Relaxing all of your other muscles while only your uterus contracts eases the discomfort and speeds the progress of labor.
If there is tension anywhere in your body, especially in your face and neck, this tension will spread to the pelvic muscles that need to stay loose during a contraction.
Tense muscles hurt more than relaxed ones and they tire sooner. Chemical changes within an exhausted, tense muscle actually lowers the muscle's pain threshold, and you hurt more than if the muscle were working unopposed. When tight muscles resist the relentless, involuntary contractions of your uterus, the result is pain. Exhausted muscles soon lead to an exhausted mind, increasing your awareness of pain and decreasing your ability to cope with it.
Learn to relax to balance your hormones for birth. Two sets of hormones help you labor efficiently. Adrenal hormones (also called stress hormones) give your body the extra power it needs in situations that call for tremendous effort, like labor and birth.

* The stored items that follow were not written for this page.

//! Command-line interface for clinflow.
//!
//! Provides commands for processing requests (one-shot or interactively),
//! listing the operation catalogue, inspecting the audit log and showing
//! the resolved configuration.

use std::collections::BTreeMap;
use std::io::{self, IsTerminal, Read, Write};
use std::sync::Arc;

use anyhow::{Context, Result};
use clap::{Parser, Subcommand};
use serde_json::Value;
use tokio::io::{AsyncBufReadExt, BufReader};

use crate::adapters::{CompletionBackend, HuggingFaceBackend, SandboxApi};
use crate::config::{load_config, ResolvedConfig};
use crate::core::{
    replay_file, AuditTrail, Dispatcher, IntentResolver, JsonlAuditSink, Orchestrator,
    SafetyClassifier,
};
use crate::domain::{AuditKind, Operation, Response};

/// clinflow - Safety-gated clinical administration workflow orchestrator
#[derive(Parser, Debug)]
#[command(name = "clinflow")]
#[command(author, version, about, long_about = None)]
pub struct Cli {
    #[command(subcommand)]
    pub command: Commands,
}

#[derive(Subcommand, Debug)]
pub enum Commands {
    /// Process a single request
    Run {
        /// Request text (reads from stdin if not provided)
        request: Option<String>,

        /// Validate bookings without making them
        #[arg(long)]
        dry_run: bool,

        /// Print the full response as JSON
        #[arg(long)]
        json: bool,
    },

    /// Process requests line by line ("audit" for a summary, "quit" to leave)
    Interactive {
        /// Validate bookings without making them
        #[arg(long)]
        dry_run: bool,
    },

    /// List the available operations
    Functions {
        /// Print the catalogue as JSON
        #[arg(long)]
        json: bool,
    },

    /// Show recent audit log entries
    Audit {
        /// Maximum number of entries to show
        #[arg(short, long, default_value = "20")]
        limit: usize,
    },

    /// Show resolved configuration (debug)
    Config,
}

impl Cli {
    /// Execute the CLI command
    pub async fn execute(self) -> Result<()> {
        match self.command {
            Commands::Run {
                request,
                dry_run,
                json,
            } => run_request(request, dry_run, json).await,
            Commands::Interactive { dry_run } => interactive(dry_run).await,
            Commands::Functions { json } => list_functions(json),
            Commands::Audit { limit } => show_audit(limit).await,
            Commands::Config => show_config(),
        }
    }
}

/// Wire up an orchestrator from configuration
pub async fn build_orchestrator(cfg: &ResolvedConfig, dry_run: bool) -> Result<Orchestrator> {
    let sink = JsonlAuditSink::open(&cfg.audit_log).await?;

    let backend: Option<Arc<dyn CompletionBackend>> = match &cfg.backend.token {
        Some(token) => Some(Arc::new(HuggingFaceBackend::new(
            &cfg.backend.endpoint,
            &cfg.backend.model,
            token,
            cfg.backend.timeout(),
        )?)),
        None => None,
    };

    let resolver = IntentResolver::new(backend).with_params(cfg.backend.params());
    let dispatcher = Dispatcher::new(Arc::new(SandboxApi::new()));

    Ok(Orchestrator::new(
        SafetyClassifier::new(),
        resolver,
        dispatcher,
        AuditTrail::new(Arc::new(sink)),
    )
    .with_dry_run(cfg.dry_run || dry_run)
    .with_max_request_chars(cfg.max_request_chars))
}

/// Process one request and print the response
async fn run_request(request: Option<String>, dry_run: bool, json: bool) -> Result<()> {
    let request = match request {
        Some(text) => text,
        None if !io::stdin().is_terminal() => {
            let mut buffer = String::new();
            io::stdin()
                .read_to_string(&mut buffer)
                .context("Failed to read from stdin")?;
            buffer
        }
        None => anyhow::bail!("No request provided. Pass it as an argument or pipe to stdin"),
    };

    if request.trim().is_empty() {
        anyhow::bail!("Request is empty");
    }

    let cfg = load_config()?;
    let orchestrator = build_orchestrator(&cfg, dry_run).await?;
    let response = orchestrator.process(&request, None).await?;

    if json {
        println!("{}", serde_json::to_string_pretty(&response)?);
    } else {
        print_response(&response);
    }

    if !response.success {
        std::process::exit(1);
    }
    Ok(())
}

/// Read requests until quit/exit or end of input. One audit session throughout.
async fn interactive(dry_run: bool) -> Result<()> {
    let cfg = load_config()?;
    let orchestrator = build_orchestrator(&cfg, dry_run).await?;

    println!("clinflow interactive session {}", orchestrator.session_id());
    if orchestrator.dry_run() {
        println!("[DRY RUN mode - no bookings will be made]");
    }
    println!("Type a request, 'audit' for a session summary, or 'quit' to exit.");

    let mut lines = BufReader::new(tokio::io::stdin()).lines();
    loop {
        print!("\nclinflow> ");
        io::stdout().flush().context("Failed to flush stdout")?;

        let Some(line) = lines.next_line().await? else {
            break;
        };
        let line = line.trim();

        match line.to_lowercase().as_str() {
            "" => continue,
            "quit" | "exit" => break,
            "audit" => {
                print_counts(&orchestrator.summary().counts_by_kind);
                continue;
            }
            _ => {}
        }

        let response = orchestrator.process(line, None).await?;
        print_response(&response);
    }

    let summary = orchestrator.summary();
    println!(
        "\nSession {} recorded {} audit events",
        summary.session_id, summary.total_entries
    );
    Ok(())
}

/// List the operation catalogue
fn list_functions(json: bool) -> Result<()> {
    if json {
        let schemas: Vec<Value> = Operation::ALL.iter().map(|op| op.schema()).collect();
        println!("{}", serde_json::to_string_pretty(&schemas)?);
        return Ok(());
    }

    for op in Operation::ALL {
        println!("{}", op);
        println!("  {}", op.description());
        let params = op.parameters();
        let required: Vec<&str> = params["required"]
            .as_array()
            .map(|r| r.iter().filter_map(Value::as_str).collect())
            .unwrap_or_default();
        if let Some(props) = params["properties"].as_object() {
            for (name, prop) in props {
                let marker = if required.contains(&name.as_str()) {
                    "required"
                } else {
                    "optional"
                };
                println!(
                    "    {:<14} {:<8} {:<9} {}",
                    name,
                    prop["type"].as_str().unwrap_or("any"),
                    marker,
                    prop["description"].as_str().unwrap_or("")
                );
            }
        }
        println!();
    }
    Ok(())
}

/// Show the tail of the audit log and per-kind counts
async fn show_audit(limit: usize) -> Result<()> {
    let cfg = load_config()?;
    let events = replay_file(&cfg.audit_log).await?;

    if events.is_empty() {
        println!("No audit events in {}", cfg.audit_log.display());
        return Ok(());
    }

    println!(
        "{:<26} {:<10} {:>5}  {:<18} {}",
        "TIMESTAMP", "SESSION", "SEQ", "KIND", "DETAIL"
    );
    println!("{}", "-".repeat(90));

    let skip = events.len().saturating_sub(limit);
    for event in &events[skip..] {
        println!(
            "{:<26} {:<10} {:>5}  {:<18} {}",
            event.timestamp.format("%Y-%m-%d %H:%M:%S%.3f"),
            event.session_id,
            event.sequence_id,
            event.kind,
            event_detail(event.kind, &event.payload)
        );
    }

    let mut counts = BTreeMap::new();
    for event in &events {
        *counts.entry(event.kind).or_insert(0usize) += 1;
    }
    println!();
    println!("{} events in {}", events.len(), cfg.audit_log.display());
    print_counts(&counts);

    Ok(())
}

fn show_config() -> Result<()> {
    let cfg = load_config()?;

    println!("clinflow configuration");
    println!();
    println!(
        "Config file: {}",
        cfg.config_file
            .as_ref()
            .map(|p| p.display().to_string())
            .unwrap_or_else(|| "(none - using defaults)".to_string())
    );
    println!();
    println!("Paths:");
    println!("  Home:      {}", cfg.home.display());
    println!("  Audit log: {}", cfg.audit_log.display());
    println!();
    println!("Completion backend:");
    match cfg.redacted_token() {
        Some(token) => println!("  Token:     {}", token),
        None => println!("  Token:     (not set - rule-based resolution only)"),
    }
    println!("  Model:     {}", cfg.backend.model);
    println!("  Endpoint:  {}", cfg.backend.endpoint);
    println!("  Timeout:   {}s", cfg.backend.timeout_seconds);
    println!(
        "  Sampling:  max_new_tokens={} temperature={}",
        cfg.backend.max_new_tokens, cfg.backend.temperature
    );
    println!();
    println!("Agent:");
    println!("  Dry run by default: {}", cfg.dry_run);
    println!("  Max request chars:  {}", cfg.max_request_chars);

    Ok(())
}

fn print_counts(counts: &BTreeMap<AuditKind, usize>) {
    println!("Events by kind:");
    for (kind, count) in counts {
        println!("  {:<18} {}", kind, count);
    }
}

fn event_detail(kind: AuditKind, payload: &Value) -> String {
    let text = |key: &str| payload[key].as_str().unwrap_or("").to_string();
    match kind {
        AuditKind::UserRequest | AuditKind::SafetyCheck => text("user_input"),
        AuditKind::SafetyViolation => payload["violation_category"]
            .as_str()
            .unwrap_or("unknown")
            .to_string(),
        AuditKind::FunctionCall | AuditKind::DryRun | AuditKind::FunctionResult => {
            text("function_name")
        }
        AuditKind::Error => text("error_message"),
        AuditKind::AgentResponse => payload.to_string(),
    }
}

/// One-line summary of a step outcome
fn summarize_outcome(outcome: &Value) -> String {
    if outcome["success"].as_bool() == Some(true) {
        let appointment = &outcome["appointment"];
        return format!(
            "{} ({} {} at {})",
            outcome["message"].as_str().unwrap_or("Booked"),
            appointment["id"].as_str().unwrap_or("?"),
            appointment["status"].as_str().unwrap_or("?"),
            appointment["start"].as_str().unwrap_or("?"),
        );
    }

    match outcome["resourceType"].as_str() {
        Some("Bundle") => {
            let total = outcome["total"].as_u64().unwrap_or(0);
            let first = outcome["entry"][0]["resource"]["id"].as_str();
            match (outcome["message"].as_str(), first) {
                (Some(message), _) => message.to_string(),
                (None, Some(id)) => format!("{} found, first {}", total, id),
                (None, None) => format!("{} found", total),
            }
        }
        Some("Coverage") => format!(
            "eligible={} ({})",
            outcome["isEligible"].as_bool().unwrap_or(false),
            outcome["eligibilityReason"].as_str().unwrap_or("")
        ),
        Some("OperationOutcome") => format!(
            "error [{}]: {}",
            outcome["issue"][0]["code"].as_str().unwrap_or("unknown"),
            outcome["issue"][0]["diagnostics"].as_str().unwrap_or("")
        ),
        _ => outcome.to_string(),
    }
}

fn print_response(response: &Response) {
    if response.safety_refused {
        println!("REFUSED: {}", response.message);
        if let Some(category) = response.violation_category() {
            println!("  Category:  {}", category);
        }
        if let Some(action) = response.suggested_action() {
            println!("  Suggested: {}", action);
        }
        return;
    }

    println!("{}", response.message);
    for (i, step) in response.results().iter().enumerate() {
        println!(
            "  [{}] {} -> {}",
            i + 1,
            step.operation_name,
            summarize_outcome(&step.outcome)
        );
    }
    println!("  (session {})", response.session_id);
}

#[cfg(test)]
mod tests {
    use super::*;
    use serde_json::json;

    #[test]
    fn test_cli_parses_run() {
        let cli = Cli::try_parse_from(["clinflow", "run", "find patient Ravi", "--dry-run"]).unwrap();
        match cli.command {
            Commands::Run {
                request, dry_run, ..
            } => {
                assert_eq!(request.as_deref(), Some("find patient Ravi"));
                assert!(dry_run);
            }
            other => panic!("unexpected {:?}", other),
        }
    }

    #[test]
    fn test_summarize_outcomes() {
        assert_eq!(
            summarize_outcome(&json!({
                "resourceType": "OperationOutcome",
                "issue": [{"severity": "error", "code": "invalid", "diagnostics": "bad"}]
            })),
            "error [invalid]: bad"
        );
        assert_eq!(
            summarize_outcome(&json!({
                "resourceType": "Bundle", "total": 1,
                "entry": [{"resource": {"id": "P001"}}]
            })),
            "1 found, first P001"
        );
    }
}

These hormones are often referred to as the "fight or flight" hormones, and are there for the body's protection. During labor your body needs enough of these stress hormones to help you work hard, but not so many that your body becomes anxious and distressed, causing your mind and muscles to work inefficiently. Stress hormones may even divert blood from the hardworking uterus to the vital organs of the brain, heart, and kidney.
Relax to boost endorphins- Another kind of hormone also works for you during labor – natural pain-relieving hormones, known as endorphins. (The word comes from endogenous, meaning produced in the body, and morphine, a chemical that blocks pain). These are your body's natural narcotics, helping to relax you when you're stressed and relieving pain when you're hurt. These physiologic labor assistants are produced in the nerve cells. They attach to pain receptor sites on the nerve cell, where they blunt the sensation of pain. Strenuous exercise increases endorphin levels, and endorphins enter your system automatically during the strenuous exercise of labor, as long as you don't do anything to block them. (Tensing up blocks endorphin release. )
Levels are highest in the second stage of labor (pushing) when contractions are most intense. Relaxing will allow these natural pain- relievers to work for you. Fear and anxiety can increase your levels of stress hormones and counteract the relaxing effects of endorphins.
Endorphins stimulate the secretion of prolactin, the relaxing and "mothering" hormone that regulates milk production and gives you a psychological boost toward enjoyment of mothering. Studies have shown that endorphin levels are increased by laughter.